Zerumbone Enhances TRAIL-Induced Apoptosis through the Induction of Death Receptors in Human Colon Cancer Cells: Evidence for an Essential Role of Reactive Oxygen Species

摘要

Identification of the active component and mechanisms of action of traditional medicines is highly desirable. We investigated whether zerumbone, a sesquiterpene from tropical ginger, can enhance the anticancer effects of TRAIL. We found that zerumbone potentiated TRAIL-induced apoptosis in human HCT116 colon cancer cells and that this was correlated with the up-regulation of TRAIL death receptor (DR)-4 and DR5. Induction of DRs occurred at the transcriptional level, and this induction was not cell type specific as its expression was also upregulated in prostate, kidney, breast, and pancreatic cancer cell lines. Deletion of DR5 or DR4 by siRNA significantly reduced the apoptosis induced by TRAIL and zerumbone. In addition to up-regulating DRs, zerumbone also significantly down-regulated the expression of cFLIP, but not that of other antiapoptotic proteins.

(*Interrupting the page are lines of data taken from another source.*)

//! Time source
//!
//! Every timestamp the ledger writes and every wait the orchestrator performs
//! goes through a [`Clock`], so tests can run whole remediation sessions
//! without sleeping.

use std::time::Duration;

use chrono::{DateTime, Utc};
use parking_lot::Mutex;

/// Wall clock plus the ability to wait
pub trait Clock: Send + Sync {
    /// Current instant
    fn now(&self) -> DateTime<Utc>;

    /// Block for `duration`
    fn sleep(&self, duration: Duration);
}

/// Real time
#[derive(Debug, Clone, Copy, Default)]
pub struct SystemClock;

impl Clock for SystemClock {
    fn now(&self) -> DateTime<Utc> {
        Utc::now()
    }

    fn sleep(&self, duration: Duration) {
        std::thread::sleep(duration);
    }
}

/// Clock that only moves when told to
///
/// `sleep` advances the clock instead of blocking.
#[derive(Debug)]
pub struct ManualClock {
    now: Mutex<DateTime<Utc>>,
    slept: Mutex<Duration>,
}

impl ManualClock {
    /// Clock frozen at `start`
    #[must_use]
    pub fn new(start: DateTime<Utc>) -> Self {
        Self {
            now: Mutex::new(start),
            slept: Mutex::new(Duration::ZERO),
        }
    }

    /// Move the clock forward
    pub fn advance(&self, by: Duration) {
        let Ok(step) = chrono::Duration::from_std(by) else {
            return;
        };
        let mut now = self.now.lock();
        *now = now.checked_add_signed(step).unwrap_or(*now);
    }

    /// Total time spent in `sleep`
    #[must_use]
    pub fn slept(&self) -> Duration {
        *self.slept.lock()
    }
}

impl Default for ManualClock {
    fn default() -> Self {
        Self::new(DateTime::<Utc>::default())
    }
}

impl Clock for ManualClock {
    fn now(&self) -> DateTime<Utc> {
        *self.now.lock()
    }

    fn sleep(&self, duration: Duration) {
        *self.slept.lock() += duration;
        self.advance(duration);
    }
}

#[cfg(test)]
mod tests {
    use super::*;

    #[test]
    fn manual_clock_advances_on_sleep() {
        let clock = ManualClock::default();
        let start = clock.now();
        clock.sleep(Duration::from_secs(90));
        clock.advance(Duration::from_secs(10));
        assert_eq!((clock.now() - start).num_seconds(), 100);
        assert_eq!(clock.slept(), Duration::from_secs(90));
    }
}
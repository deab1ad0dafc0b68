//! File-backed collaborators for driving the orchestrator locally
//!
//! Runs are read from a directory with one subdirectory per run id:
//!
//! ```text
//! runs/
//!   41/run.json            RunInfo
//!   41/log.txt             raw log
//!   41/annotations.json    optional
//!   41/steps.json          optional
//! ```
//!
//! Publishing rewrites the workflow file in place.

use std::io::{ErrorKind, Write};
use std::path::{Path, PathBuf};

use autofix_analyzer::Annotation;
use autofix_core::{CiClient, CollaboratorError, Publisher, RunInfo, StepResult};
use autofix_pipeline::PipelineDocument;
use chrono::Utc;
use serde::de::DeserializeOwned;
use tempfile::NamedTempFile;
use tracing::{debug, info};

/// Reads runs from a local directory
#[derive(Debug, Clone)]
pub(crate) struct DirectoryCiClient {
    root: PathBuf,
}

impl DirectoryCiClient {
    pub(crate) fn new(root: impl Into<PathBuf>) -> Self {
        Self { root: root.into() }
    }

    fn run_dir(&self, run_id: u64) -> PathBuf {
        self.root.join(run_id.to_string())
    }

    fn read_json<T: DeserializeOwned>(path: &Path) -> Result<Option<T>, CollaboratorError> {
        match std::fs::read_to_string(path) {
            Ok(text) => serde_json::from_str(&text)
                .map(Some)
                .map_err(|e| CollaboratorError::Refused(format!("{}: {e}", path.display()))),
            Err(e) if e.kind() == ErrorKind::NotFound => Ok(None),
            Err(e) => Err(CollaboratorError::Unavailable(format!("{}: {e}", path.display()))),
        }
    }
}

impl CiClient for DirectoryCiClient {
    fn latest_run(&self, pipeline_id: &str) -> Result<Option<RunInfo>, CollaboratorError> {
        let entries = match std::fs::read_dir(&self.root) {
            Ok(entries) => entries,
            Err(e) if e.kind() == ErrorKind::NotFound => return Ok(None),
            Err(e) => {
                return Err(CollaboratorError::Unavailable(format!(
                    "{}: {e}",
                    self.root.display()
                )))
            }
        };
        let latest = entries
            .filter_map(Result::ok)
            .filter_map(|entry| entry.file_name().to_str()?.parse::<u64>().ok())
            .max();
        let Some(id) = latest else {
            return Ok(None);
        };
        debug!("latest local run of {} is {}", pipeline_id, id);
        Self::read_json(&self.run_dir(id).join("run.json"))
    }

    fn logs(&self, run_id: u64) -> Result<String, CollaboratorError> {
        let path = self.run_dir(run_id).join("log.txt");
        std::fs::read_to_string(&path).map_err(|e| match e.kind() {
            ErrorKind::NotFound => CollaboratorError::NotReady(path.display().to_string()),
            _ => CollaboratorError::Unavailable(format!("{}: {e}", path.display())),
        })
    }

    fn annotations(&self, run_id: u64) -> Result<Vec<Annotation>, CollaboratorError> {
        Ok(Self::read_json(&self.run_dir(run_id).join("annotations.json"))?.unwrap_or_default())
    }

    fn step_results(&self, run_id: u64) -> Result<Vec<StepResult>, CollaboratorError> {
        Ok(Self::read_json(&self.run_dir(run_id).join("steps.json"))?.unwrap_or_default())
    }
}

/// Publishes by rewriting the workflow file
#[derive(Debug, Clone)]
pub(crate) struct FilePublisher {
    path: PathBuf,
    backup_dir: Option<PathBuf>,
}

impl FilePublisher {
    pub(crate) fn new(path: impl Into<PathBuf>, backup_dir: Option<PathBuf>) -> Self {
        Self {
            path: path.into(),
            backup_dir,
        }
    }

    fn backup(&self, dir: &Path) -> std::io::Result<Option<PathBuf>> {
        let current = match std::fs::read(&self.path) {
            Ok(bytes) => bytes,
            Err(e) if e.kind() == ErrorKind::NotFound => return Ok(None),
            Err(e) => return Err(e),
        };
        std::fs::create_dir_all(dir)?;
        let stem = self
            .path
            .file_stem()
            .and_then(|s| s.to_str())
            .unwrap_or("workflow");
        let target = dir.join(format!("{stem}.{}.yml", Utc::now().format("%Y%m%dT%H%M%S%.3f")));
        std::fs::write(&target, current)?;
        Ok(Some(target))
    }

    fn write(&self, text: &str) -> std::io::Result<()> {
        let dir = match self.path.parent() {
            Some(p) if !p.as_os_str().is_empty() => p,
            _ => Path::new("."),
        };
        let mut tmp = NamedTempFile::new_in(dir)?;
        tmp.write_all(text.as_bytes())?;
        tmp.as_file().sync_all()?;
        tmp.persist(&self.path).map_err(|e| e.error)?;
        Ok(())
    }
}

impl Publisher for FilePublisher {
    fn current_document(&self) -> Result<String, CollaboratorError> {
        std::fs::read_to_string(&self.path)
            .map_err(|e| CollaboratorError::Unavailable(format!("{}: {e}", self.path.display())))
    }

    fn publish(&self, document: &PipelineDocument, message: &str) -> Result<(), CollaboratorError> {
        let text = document
            .to_yaml()
            .map_err(|e| CollaboratorError::Refused(e.to_string()))?;
        if let Some(dir) = &self.backup_dir {
            let backup = self
                .backup(dir)
                .map_err(|e| CollaboratorError::Unavailable(format!("backup: {e}")))?;
            if let Some(backup) = backup {
                debug!("backed up {} to {}", self.path.display(), backup.display());
            }
        }
        self.write(&text)
            .map_err(|e| CollaboratorError::Unavailable(format!("{}: {e}", self.path.display())))?;
        info!("{} ({})", message, self.path.display());
        Ok(())
    }
}

#[cfg(test)]
mod tests {
    use autofix_core::{RunConclusion, RunStatus};
    use autofix_pipeline::DocumentPolicy;
    use pretty_assertions::assert_eq;

    use super::*;

    fn write_run(root: &Path, id: u64, log: &str) {
        let dir = root.join(id.to_string());
        std::fs::create_dir_all(&dir).unwrap();
        let run = RunInfo {
            id,
            status: RunStatus::Completed,
            conclusion: Some(RunConclusion::Failure),
            commit_ref: "abc123".into(),
            created_at: Utc::now(),
        };
        std::fs::write(dir.join("run.json"), serde_json::to_string(&run).unwrap()).unwrap();
        std::fs::write(dir.join("log.txt"), log).unwrap();
    }

    #[test]
    fn newest_run_directory_wins() {
        let dir = tempfile::tempdir().unwrap();
        write_run(dir.path(), 9, "a");
        write_run(dir.path(), 10, "b");
        std::fs::create_dir_all(dir.path().join("notes")).unwrap();

        let ci = DirectoryCiClient::new(dir.path());
        let run = ci.latest_run("debug.yml").unwrap().unwrap();
        assert_eq!(run.id, 10);
        assert_eq!(ci.logs(10).unwrap(), "b");
        assert!(ci.annotations(10).unwrap().is_empty());
        assert!(matches!(ci.logs(11), Err(CollaboratorError::NotReady(_))));
    }

    #[test]
    fn missing_runs_directory_has_no_runs() {
        let ci = DirectoryCiClient::new("/nonexistent/autofix/runs");
        assert_eq!(ci.latest_run("debug.yml").unwrap(), None);
    }

    #[test]
    fn publish_rewrites_and_backs_up() {
        let dir = tempfile::tempdir().unwrap();
        let workflow = dir.path().join("debug.yml");
        std::fs::write(&workflow, "old: true\n").unwrap();
        let backups = dir.path().join("backups");

        let publisher = FilePublisher::new(&workflow, Some(backups.clone()));
        let document = DocumentPolicy::default().baseline().unwrap();
        publisher.publish(&document, "test publish").unwrap();

        let written = publisher.current_document().unwrap();
        assert!(written.contains("Install Python dependencies"));
        let saved: Vec<_> = std::fs::read_dir(&backups).unwrap().collect();
        assert_eq!(saved.len(), 1);
    }
}
//! Log pipeline stage that forwards records only while the cloud instance
//! metadata endpoint (`169.254.169.254`) answers.
//!
//! ```no_run
//! use metadata_gate::{MetadataReachabilityGate, Record};
//!
//! let gate = MetadataReachabilityGate::with_defaults()?;
//! let mut record = Record::new();
//! record.insert("msg".to_string(), "ok".into());
//! if let Some(record) = gate.evaluate("nagios.log", 1_700_000_000, record) {
//!     println!("{}", serde_json::Value::Object(record));
//! }
//! # Ok::<(), metadata_gate::GateError>(())
//! ```

pub mod async_gate;
pub mod config;
pub mod constants;
pub mod error;
pub mod gate;
pub mod logging;
pub mod metrics;
pub mod probe;
pub mod record;

pub use async_gate::AsyncMetadataGate;
pub use config::GateConfig;
pub use error::{GateError, ProbeError, ProbeErrorKind};
pub use gate::{GateBatchStats, MetadataReachabilityGate};
pub use probe::{
    AsyncMetadataProbe, MetadataDocument, MetadataProbe, ProbeOutcome, ReqwestAsyncProbe,
    ReqwestMetadataProbe,
};
pub use record::{Record, Verdict};
//! Fixed values for the instance metadata probe.
//!
//! The endpoint is the link-local address cloud hypervisors expose to guests
//! and is not configurable. Only the API version is.

/// Instance metadata document endpoint
pub const METADATA_ENDPOINT: &str = "http://169.254.169.254/metadata/instance";

/// Query parameter carrying the API version
pub const API_VERSION_PARAM: &str = "api-version";

/// API version used when no configuration is supplied
pub const DEFAULT_API_VERSION: &str = "2017-08-01";

/// Header the metadata service requires on every request
pub const METADATA_HEADER_NAME: &str = "Metadata";
pub const METADATA_HEADER_VALUE: &str = "true";

/// Upper bound on a single probe, in milliseconds
pub const DEFAULT_PROBE_TIMEOUT_MS: u64 = 2_000;

/// Build the full probe URL for an endpoint and API version
pub fn probe_url(endpoint: &str, api_version: &str) -> String {
    format!("{}?{}={}", endpoint, API_VERSION_PARAM, api_version)
}
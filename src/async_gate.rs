use std::future::Future;
use std::time::Instant;
use tracing::debug;

use crate::config::GateConfig;
use crate::error::{ProbeError, Result};
use crate::gate::resolve_outcome;
use crate::metrics::GateMetrics;
use crate::probe::{AsyncMetadataProbe, ReqwestAsyncProbe};
use crate::record::{Record, Verdict};

/// Async flavour of [`crate::gate::MetadataReachabilityGate`] for hosts that
/// drive records from a tokio runtime and need to abort in-flight probes on
/// shutdown.
pub struct AsyncMetadataGate<P = ReqwestAsyncProbe> {
    config: GateConfig,
    probe: P,
}

impl AsyncMetadataGate<ReqwestAsyncProbe> {
    pub fn with_defaults() -> Result<Self> {
        Self::from_config(GateConfig::default())
    }

    pub fn from_config(config: GateConfig) -> Result<Self> {
        let probe = ReqwestAsyncProbe::new(&config)?;
        Ok(Self::new(config, probe))
    }
}

impl<P: AsyncMetadataProbe> AsyncMetadataGate<P> {
    pub fn new(config: GateConfig, probe: P) -> Self {
        Self { config, probe }
    }

    pub fn config(&self) -> &GateConfig {
        &self.config
    }

    pub async fn verdict(&self, tag: &str) -> Verdict {
        let started = Instant::now();
        let outcome = self.probe.probe().await;
        GateMetrics::record_probe_duration(started.elapsed().as_secs_f64());
        resolve_outcome(tag, outcome)
    }

    pub async fn evaluate(&self, tag: &str, timestamp: i64, record: Record) -> Option<Record> {
        let verdict = self.verdict(tag).await;
        debug!(tag = %tag, timestamp, passed = verdict.is_pass(), "record evaluated");
        verdict.apply(record)
    }

    /// Like [`evaluate`](Self::evaluate), but gives up as soon as `shutdown`
    /// resolves. The in-flight request is aborted and the record dropped.
    pub async fn evaluate_until<F>(
        &self,
        tag: &str,
        timestamp: i64,
        record: Record,
        shutdown: F,
    ) -> Option<Record>
    where
        F: Future<Output = ()>,
    {
        let verdict = tokio::select! {
            biased;
            _ = shutdown => resolve_outcome(tag, Err(ProbeError::Cancelled)),
            verdict = self.verdict(tag) => verdict,
        };
        debug!(tag = %tag, timestamp, passed = verdict.is_pass(), "record evaluated");
        verdict.apply(record)
    }
}
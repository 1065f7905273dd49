use serde::Deserialize;
use std::fs;
use std::path::Path;
use std::time::Duration;

use crate::constants::{self, DEFAULT_API_VERSION, DEFAULT_PROBE_TIMEOUT_MS, METADATA_ENDPOINT};
use crate::error::{GateError, Result};

/// Immutable probe configuration, fixed once at startup.
///
/// Loaded from a TOML table such as:
///
/// ```toml
/// api_version = "2017-08-01"
/// timeout_ms = 2000
/// ```
#[derive(Debug, Clone, PartialEq, Eq, Deserialize)]
#[serde(deny_unknown_fields)]
pub struct GateConfig {
    #[serde(default = "default_api_version")]
    api_version: String,
    #[serde(default = "default_timeout_ms")]
    timeout_ms: u64,
}

fn default_api_version() -> String {
    DEFAULT_API_VERSION.to_string()
}

fn default_timeout_ms() -> u64 {
    DEFAULT_PROBE_TIMEOUT_MS
}

impl Default for GateConfig {
    fn default() -> Self {
        Self {
            api_version: default_api_version(),
            timeout_ms: default_timeout_ms(),
        }
    }
}

impl GateConfig {
    /// Sub-millisecond timeouts round up to the next whole millisecond
    pub fn new(api_version: impl Into<String>, timeout: Duration) -> Result<Self> {
        let timeout_ms = u64::try_from(timeout.as_nanos().div_ceil(1_000_000)).map_err(|_| {
            GateError::Config(format!("timeout {:?} does not fit in milliseconds", timeout))
        })?;
        let config = Self {
            api_version: api_version.into(),
            timeout_ms,
        };
        config.validate()?;
        Ok(config)
    }

    pub fn from_toml_str(content: &str) -> Result<Self> {
        let config: GateConfig = toml::from_str(content)?;
        config.validate()?;
        Ok(config)
    }

    pub fn load(path: impl AsRef<Path>) -> Result<Self> {
        let path = path.as_ref();
        let content = fs::read_to_string(path).map_err(|e| {
            GateError::Config(format!(
                "Failed to read config file '{}': {}",
                path.display(),
                e
            ))
        })?;
        Self::from_toml_str(&content)
    }

    fn validate(&self) -> Result<()> {
        if self.api_version.trim().is_empty() {
            return Err(GateError::Config("api_version must not be empty".to_string()));
        }
        if self.timeout_ms == 0 {
            return Err(GateError::Config(
                "timeout_ms must be greater than zero".to_string(),
            ));
        }
        Ok(())
    }

    pub fn api_version(&self) -> &str {
        &self.api_version
    }

    pub fn timeout(&self) -> Duration {
        Duration::from_millis(self.timeout_ms)
    }

    pub fn probe_url(&self) -> String {
        constants::probe_url(METADATA_ENDPOINT, &self.api_version)
    }
}
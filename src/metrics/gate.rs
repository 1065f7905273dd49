//! Gate Metrics
//!
//! Pass/drop counts and probe latency for the metadata reachability gate.

use crate::error::ProbeErrorKind;
use crate::metrics::{phase_metric, MetricDoc, MetricType, PhaseMetrics};

pub struct GateMetrics;

impl GateMetrics {
    pub fn record_passed() {
        ::metrics::counter!(phase_metric!(counter, "gate", "records_passed")).increment(1);
    }

    pub fn record_dropped(reason: ProbeErrorKind) {
        ::metrics::counter!(
            phase_metric!(counter, "gate", "records_dropped"),
            "reason" => reason.as_str()
        )
        .increment(1);
    }

    pub fn record_probe_duration(duration_secs: f64) {
        ::metrics::histogram!(phase_metric!(histogram, "gate", "probe_duration_seconds"))
            .record(duration_secs);
    }
}

impl PhaseMetrics for GateMetrics {
    fn register_metrics() {
        use ::metrics::{counter, histogram};

        let _ = counter!(phase_metric!(counter, "gate", "records_passed"));
        let _ = counter!(phase_metric!(counter, "gate", "records_dropped"));
        let _ = histogram!(phase_metric!(histogram, "gate", "probe_duration_seconds"));
    }

    fn phase_name() -> &'static str {
        "gate"
    }

    fn metrics_documentation() -> Vec<MetricDoc> {
        vec![
            MetricDoc {
                name: phase_metric!(counter, "gate", "records_passed"),
                metric_type: MetricType::Counter,
                help: "Records forwarded because the metadata endpoint answered",
            },
            MetricDoc {
                name: phase_metric!(counter, "gate", "records_dropped"),
                metric_type: MetricType::Counter,
                help: "Records dropped because the metadata probe failed",
            },
            MetricDoc {
                name: phase_metric!(histogram, "gate", "probe_duration_seconds"),
                metric_type: MetricType::Histogram,
                help: "Wall time of a single metadata probe in seconds",
            },
        ]
    }
}
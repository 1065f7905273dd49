use std::collections::HashMap;
use std::time::Instant;
use tracing::{debug, error};

use crate::config::GateConfig;
use crate::error::{ProbeErrorKind, Result};
use crate::metrics::GateMetrics;
use crate::probe::{MetadataProbe, ProbeOutcome, ReqwestMetadataProbe};
use crate::record::{Record, Verdict};

/// Pipeline stage that forwards a record only when the instance metadata
/// endpoint answers with a non-empty document.
///
/// Every call probes the endpoint once. Nothing is remembered between calls,
/// so a failure for one record has no bearing on the next. Any probe failure
/// drops the record and logs one error; `evaluate` itself never fails.
///
/// The default probe uses `reqwest::blocking`, which panics when built, called or
/// dropped on a tokio runtime thread. Async hosts use
/// [`AsyncMetadataGate`](crate::async_gate::AsyncMetadataGate), or own this gate
/// inside `tokio::task::spawn_blocking`.
pub struct MetadataReachabilityGate<P = ReqwestMetadataProbe> {
    config: GateConfig,
    probe: P,
}

impl MetadataReachabilityGate<ReqwestMetadataProbe> {
    /// Gate against the real endpoint with the default API version and timeout
    pub fn with_defaults() -> Result<Self> {
        Self::from_config(GateConfig::default())
    }

    pub fn from_config(config: GateConfig) -> Result<Self> {
        let probe = ReqwestMetadataProbe::new(&config)?;
        Ok(Self::new(config, probe))
    }
}

impl<P: MetadataProbe> MetadataReachabilityGate<P> {
    pub fn new(config: GateConfig, probe: P) -> Self {
        Self { config, probe }
    }

    pub fn config(&self) -> &GateConfig {
        &self.config
    }

    /// Probe once and decide pass or drop
    pub fn verdict(&self, tag: &str) -> Verdict {
        let started = Instant::now();
        let outcome = self.probe.probe();
        GateMetrics::record_probe_duration(started.elapsed().as_secs_f64());
        resolve_outcome(tag, outcome)
    }

    /// Returns the record untouched on pass, `None` on drop
    pub fn evaluate(&self, tag: &str, timestamp: i64, record: Record) -> Option<Record> {
        let verdict = self.verdict(tag);
        debug!(tag = %tag, timestamp, passed = verdict.is_pass(), "record evaluated");
        verdict.apply(record)
    }

    /// Evaluate a batch of `(timestamp, record)` pairs, one probe per record
    pub fn filter_batch<I>(&self, tag: &str, records: I) -> (Vec<(i64, Record)>, GateBatchStats)
    where
        I: IntoIterator<Item = (i64, Record)>,
    {
        let mut stats = GateBatchStats::default();
        let mut passed = Vec::new();

        for (timestamp, record) in records {
            let verdict = self.verdict(tag);
            stats.observe(verdict);
            if let Some(record) = verdict.apply(record) {
                passed.push((timestamp, record));
            }
        }

        debug!(
            tag = %tag,
            total = stats.total_records,
            passed = stats.passed_count,
            dropped = stats.dropped_count,
            "batch evaluated"
        );
        (passed, stats)
    }
}

/// Turn a probe outcome into a verdict, logging and counting failures
pub(crate) fn resolve_outcome(tag: &str, outcome: ProbeOutcome) -> Verdict {
    match outcome {
        Ok(_) => {
            GateMetrics::record_passed();
            Verdict::Pass
        }
        Err(e) => {
            let kind = e.kind();
            error!(tag = %tag, kind = %kind, "Error probing instance metadata: {}", e);
            GateMetrics::record_dropped(kind);
            Verdict::Drop(kind)
        }
    }
}

/// Statistics for a batch of gate evaluations
#[derive(Debug, Default, Clone, PartialEq, Eq)]
pub struct GateBatchStats {
    pub total_records: usize,
    pub passed_count: usize,
    pub dropped_count: usize,
    pub drops_by_reason: HashMap<ProbeErrorKind, usize>,
}

impl GateBatchStats {
    fn observe(&mut self, verdict: Verdict) {
        self.total_records += 1;
        match verdict {
            Verdict::Pass => self.passed_count += 1,
            Verdict::Drop(kind) => {
                self.dropped_count += 1;
                *self.drops_by_reason.entry(kind).or_insert(0) += 1;
            }
        }
    }

    /// Pass rate as percentage
    pub fn pass_rate(&self) -> f64 {
        if self.total_records == 0 {
            return 0.0;
        }
        self.passed_count as f64 / self.total_records as f64 * 100.0
    }
}
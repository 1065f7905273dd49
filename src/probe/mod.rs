//! Instance metadata probes.
//!
//! A probe performs exactly one request per call and never caches. The
//! blocking flavour backs [`crate::gate::MetadataReachabilityGate`]; the async
//! flavour backs [`crate::async_gate::AsyncMetadataGate`].

pub mod async_probe;
pub mod blocking;

pub use async_probe::{AsyncMetadataProbe, ReqwestAsyncProbe};
pub use blocking::ReqwestMetadataProbe;

use crate::error::ProbeError;

/// Body returned by a successful probe
#[derive(Debug, Clone, PartialEq, Eq)]
pub struct MetadataDocument {
    pub body: String,
}

impl MetadataDocument {
    /// Any non-empty body counts as a document, whatever its content
    pub fn from_body(body: String) -> Result<Self, ProbeError> {
        if body.is_empty() {
            return Err(ProbeError::EmptyBody);
        }
        Ok(Self { body })
    }
}

/// Result of a single network attempt
pub type ProbeOutcome = Result<MetadataDocument, ProbeError>;

/// Synchronous metadata reachability check
pub trait MetadataProbe: Send + Sync {
    fn probe(&self) -> ProbeOutcome;
}

impl<P: MetadataProbe + ?Sized> MetadataProbe for std::sync::Arc<P> {
    fn probe(&self) -> ProbeOutcome {
        (**self).probe()
    }
}

impl<P: MetadataProbe + ?Sized> MetadataProbe for Box<P> {
    fn probe(&self) -> ProbeOutcome {
        (**self).probe()
    }
}

/// Map an HTTP status and body to an outcome
pub(crate) fn classify_response(status: u16, body: String) -> ProbeOutcome {
    if !(200..300).contains(&status) {
        return Err(ProbeError::Status(status));
    }
    MetadataDocument::from_body(body)
}
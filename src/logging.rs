use std::fs;
use std::path::Path;
use tracing_appender::non_blocking::WorkerGuard;
use tracing_subscriber::{fmt, prelude::*, EnvFilter};

use crate::error::{GateError, Result};

/// Initializes logging with console output and a JSON daily-rolling file.
///
/// Hosts that already installed a global subscriber keep theirs; the gate's
/// events then flow into the host's subscriber. Keep the returned guard alive
/// for as long as logs should be flushed to the file.
pub fn init_logging(log_dir: impl AsRef<Path>) -> Result<WorkerGuard> {
    let log_dir = log_dir.as_ref();
    fs::create_dir_all(log_dir)?;

    let file_appender = tracing_appender::rolling::daily(log_dir, "metadata_gate.log");
    let (non_blocking_writer, guard) = tracing_appender::non_blocking(file_appender);

    let file_layer = fmt::layer().json().with_writer(non_blocking_writer);

    let console_layer = fmt::layer()
        .with_target(true)
        .with_writer(std::io::stderr);

    // Respect RUST_LOG if set
    let env_filter = EnvFilter::try_from_default_env()
        .unwrap_or_else(|_| EnvFilter::new("metadata_gate=info"));

    tracing_subscriber::registry()
        .with(env_filter)
        .with(file_layer)
        .with(console_layer)
        .try_init()
        .map_err(|e| GateError::Config(format!("Failed to install log subscriber: {}", e)))?;

    Ok(guard)
}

The induction of both DRs by zerumbone was abolished by glutathione and N-acetylcysteine (NAC), and this correlated with decreased TRAIL-induced apoptosis, suggesting a critical role of reactive oxygen species (ROS). Inhibition of ERK1/2 and p38 MAPK but not of Jun N-terminal kinase abolished the effect of zerumbone on DR induction. Zerumbone also induced the p53 tumor suppressor gene but was found to be optional for DR induction or for enhancement of TRAIL-induced apoptosis. Both bax and p21, however, were required for zerumbone to stimulate TRAIL-induced apoptosis. Overall, our results demonstrate that zerumbone can potentiate TRAIL-induced apoptosis through the ROS-mediated activation of ERK1/2 and p38 MPAPK leading to DR4 and DR5 induction and resulting in enhancement of the anticancer effects of TRAIL.